*Work request*. Every line of the data below that holds the string "expected" needs to be reported.

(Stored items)
● ● ●

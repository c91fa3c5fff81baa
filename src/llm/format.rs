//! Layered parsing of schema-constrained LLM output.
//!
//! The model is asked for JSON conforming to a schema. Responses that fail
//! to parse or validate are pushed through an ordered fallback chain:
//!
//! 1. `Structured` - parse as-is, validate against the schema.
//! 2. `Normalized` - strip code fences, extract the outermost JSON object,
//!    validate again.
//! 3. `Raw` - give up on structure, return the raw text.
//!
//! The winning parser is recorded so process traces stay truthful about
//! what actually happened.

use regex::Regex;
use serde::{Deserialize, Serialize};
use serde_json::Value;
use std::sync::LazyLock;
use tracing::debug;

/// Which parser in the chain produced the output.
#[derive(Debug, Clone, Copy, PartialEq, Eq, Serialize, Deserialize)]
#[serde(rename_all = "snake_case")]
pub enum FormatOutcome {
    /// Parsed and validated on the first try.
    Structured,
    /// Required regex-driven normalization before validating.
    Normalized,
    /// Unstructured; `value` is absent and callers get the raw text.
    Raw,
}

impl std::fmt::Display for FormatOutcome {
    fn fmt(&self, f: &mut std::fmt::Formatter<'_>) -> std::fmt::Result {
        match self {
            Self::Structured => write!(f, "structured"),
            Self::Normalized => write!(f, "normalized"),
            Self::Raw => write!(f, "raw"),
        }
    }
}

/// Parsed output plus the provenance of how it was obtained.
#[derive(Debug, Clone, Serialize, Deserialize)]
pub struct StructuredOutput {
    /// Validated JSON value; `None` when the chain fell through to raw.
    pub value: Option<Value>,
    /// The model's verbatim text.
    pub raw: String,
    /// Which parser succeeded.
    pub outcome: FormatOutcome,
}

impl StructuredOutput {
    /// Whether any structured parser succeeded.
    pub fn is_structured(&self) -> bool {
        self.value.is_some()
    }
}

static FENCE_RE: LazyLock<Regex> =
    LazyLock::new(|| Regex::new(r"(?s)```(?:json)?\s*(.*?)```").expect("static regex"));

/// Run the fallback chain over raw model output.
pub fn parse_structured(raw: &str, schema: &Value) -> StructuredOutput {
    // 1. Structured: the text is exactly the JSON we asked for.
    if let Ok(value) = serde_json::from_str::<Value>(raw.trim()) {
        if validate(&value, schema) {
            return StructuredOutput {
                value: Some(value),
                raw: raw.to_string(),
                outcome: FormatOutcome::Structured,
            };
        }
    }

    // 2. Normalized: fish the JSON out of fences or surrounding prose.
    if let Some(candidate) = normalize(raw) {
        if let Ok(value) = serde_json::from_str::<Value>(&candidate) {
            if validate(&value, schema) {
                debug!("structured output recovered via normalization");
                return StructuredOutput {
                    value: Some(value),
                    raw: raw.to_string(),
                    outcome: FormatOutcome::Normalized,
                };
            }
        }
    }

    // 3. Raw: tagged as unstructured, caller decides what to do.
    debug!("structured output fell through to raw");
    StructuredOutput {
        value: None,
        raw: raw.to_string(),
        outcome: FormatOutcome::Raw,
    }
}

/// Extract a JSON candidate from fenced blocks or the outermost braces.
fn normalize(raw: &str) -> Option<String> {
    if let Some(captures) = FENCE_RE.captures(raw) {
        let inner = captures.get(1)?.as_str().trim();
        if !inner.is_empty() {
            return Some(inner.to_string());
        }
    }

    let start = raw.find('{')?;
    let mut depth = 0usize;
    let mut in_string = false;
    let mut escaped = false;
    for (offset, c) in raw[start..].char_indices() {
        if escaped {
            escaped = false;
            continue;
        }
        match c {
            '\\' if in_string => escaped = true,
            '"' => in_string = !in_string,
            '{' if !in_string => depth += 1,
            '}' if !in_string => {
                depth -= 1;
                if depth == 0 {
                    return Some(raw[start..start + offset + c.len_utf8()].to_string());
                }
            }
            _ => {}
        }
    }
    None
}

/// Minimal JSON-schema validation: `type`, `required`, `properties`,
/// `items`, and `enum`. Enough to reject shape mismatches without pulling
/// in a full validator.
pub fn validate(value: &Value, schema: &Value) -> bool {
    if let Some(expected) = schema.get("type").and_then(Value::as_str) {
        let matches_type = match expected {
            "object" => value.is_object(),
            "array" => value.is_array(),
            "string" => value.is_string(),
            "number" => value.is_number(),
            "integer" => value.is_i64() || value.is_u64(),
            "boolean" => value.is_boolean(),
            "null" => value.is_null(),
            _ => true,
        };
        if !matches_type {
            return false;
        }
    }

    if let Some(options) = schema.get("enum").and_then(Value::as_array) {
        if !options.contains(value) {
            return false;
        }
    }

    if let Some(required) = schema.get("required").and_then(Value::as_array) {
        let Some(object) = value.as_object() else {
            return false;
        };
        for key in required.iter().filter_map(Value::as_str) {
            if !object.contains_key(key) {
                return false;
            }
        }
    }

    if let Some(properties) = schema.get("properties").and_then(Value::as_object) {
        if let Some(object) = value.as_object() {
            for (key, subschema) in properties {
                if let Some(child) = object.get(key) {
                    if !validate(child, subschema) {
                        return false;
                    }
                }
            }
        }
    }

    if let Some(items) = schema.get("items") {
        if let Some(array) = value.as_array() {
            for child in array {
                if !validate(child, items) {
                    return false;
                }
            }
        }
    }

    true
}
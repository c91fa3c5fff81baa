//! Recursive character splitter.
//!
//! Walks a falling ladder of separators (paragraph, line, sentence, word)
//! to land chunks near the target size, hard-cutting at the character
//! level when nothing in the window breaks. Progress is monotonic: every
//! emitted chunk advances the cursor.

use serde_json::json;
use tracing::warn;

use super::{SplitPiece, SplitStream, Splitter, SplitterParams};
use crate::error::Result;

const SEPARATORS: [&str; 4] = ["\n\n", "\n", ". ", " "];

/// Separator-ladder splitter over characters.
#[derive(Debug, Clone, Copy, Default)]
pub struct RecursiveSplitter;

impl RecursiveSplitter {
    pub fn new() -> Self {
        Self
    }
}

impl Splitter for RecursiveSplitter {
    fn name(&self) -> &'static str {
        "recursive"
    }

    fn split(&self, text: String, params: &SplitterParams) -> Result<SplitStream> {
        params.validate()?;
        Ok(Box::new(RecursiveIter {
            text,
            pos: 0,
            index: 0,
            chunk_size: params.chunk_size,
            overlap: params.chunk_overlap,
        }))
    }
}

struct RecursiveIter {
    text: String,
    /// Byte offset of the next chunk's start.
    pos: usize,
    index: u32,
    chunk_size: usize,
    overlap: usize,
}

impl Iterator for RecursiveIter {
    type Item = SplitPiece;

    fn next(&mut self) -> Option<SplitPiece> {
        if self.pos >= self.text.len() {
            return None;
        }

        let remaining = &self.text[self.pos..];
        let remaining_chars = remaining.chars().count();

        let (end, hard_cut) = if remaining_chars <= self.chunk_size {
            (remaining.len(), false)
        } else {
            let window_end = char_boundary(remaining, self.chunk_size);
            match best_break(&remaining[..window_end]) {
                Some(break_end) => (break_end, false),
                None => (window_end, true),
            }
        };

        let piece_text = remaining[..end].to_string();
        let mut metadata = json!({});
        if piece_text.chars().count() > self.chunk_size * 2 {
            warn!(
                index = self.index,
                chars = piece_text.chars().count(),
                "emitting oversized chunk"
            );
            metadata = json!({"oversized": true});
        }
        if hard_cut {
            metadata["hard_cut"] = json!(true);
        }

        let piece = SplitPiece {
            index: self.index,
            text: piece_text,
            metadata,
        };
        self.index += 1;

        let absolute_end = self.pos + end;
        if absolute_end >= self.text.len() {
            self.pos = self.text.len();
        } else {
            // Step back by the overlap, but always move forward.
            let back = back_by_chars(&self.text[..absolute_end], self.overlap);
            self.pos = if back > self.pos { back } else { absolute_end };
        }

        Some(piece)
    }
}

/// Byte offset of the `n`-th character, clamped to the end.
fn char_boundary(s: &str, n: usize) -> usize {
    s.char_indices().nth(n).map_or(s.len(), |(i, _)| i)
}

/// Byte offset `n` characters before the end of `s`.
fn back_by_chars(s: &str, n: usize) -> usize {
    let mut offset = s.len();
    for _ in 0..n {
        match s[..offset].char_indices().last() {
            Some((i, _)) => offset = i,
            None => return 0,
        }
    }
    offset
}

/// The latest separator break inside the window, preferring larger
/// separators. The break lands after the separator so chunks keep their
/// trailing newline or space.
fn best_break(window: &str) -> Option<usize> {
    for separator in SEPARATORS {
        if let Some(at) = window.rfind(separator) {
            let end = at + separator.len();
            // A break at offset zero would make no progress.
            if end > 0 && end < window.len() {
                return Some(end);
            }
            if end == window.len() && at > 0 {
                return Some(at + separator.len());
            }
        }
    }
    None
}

● ● ●

*Completed exercise*.
    if let Some(expected) = schema.get("type").and_then(Value::as_str) {
        let matches_type = match expected {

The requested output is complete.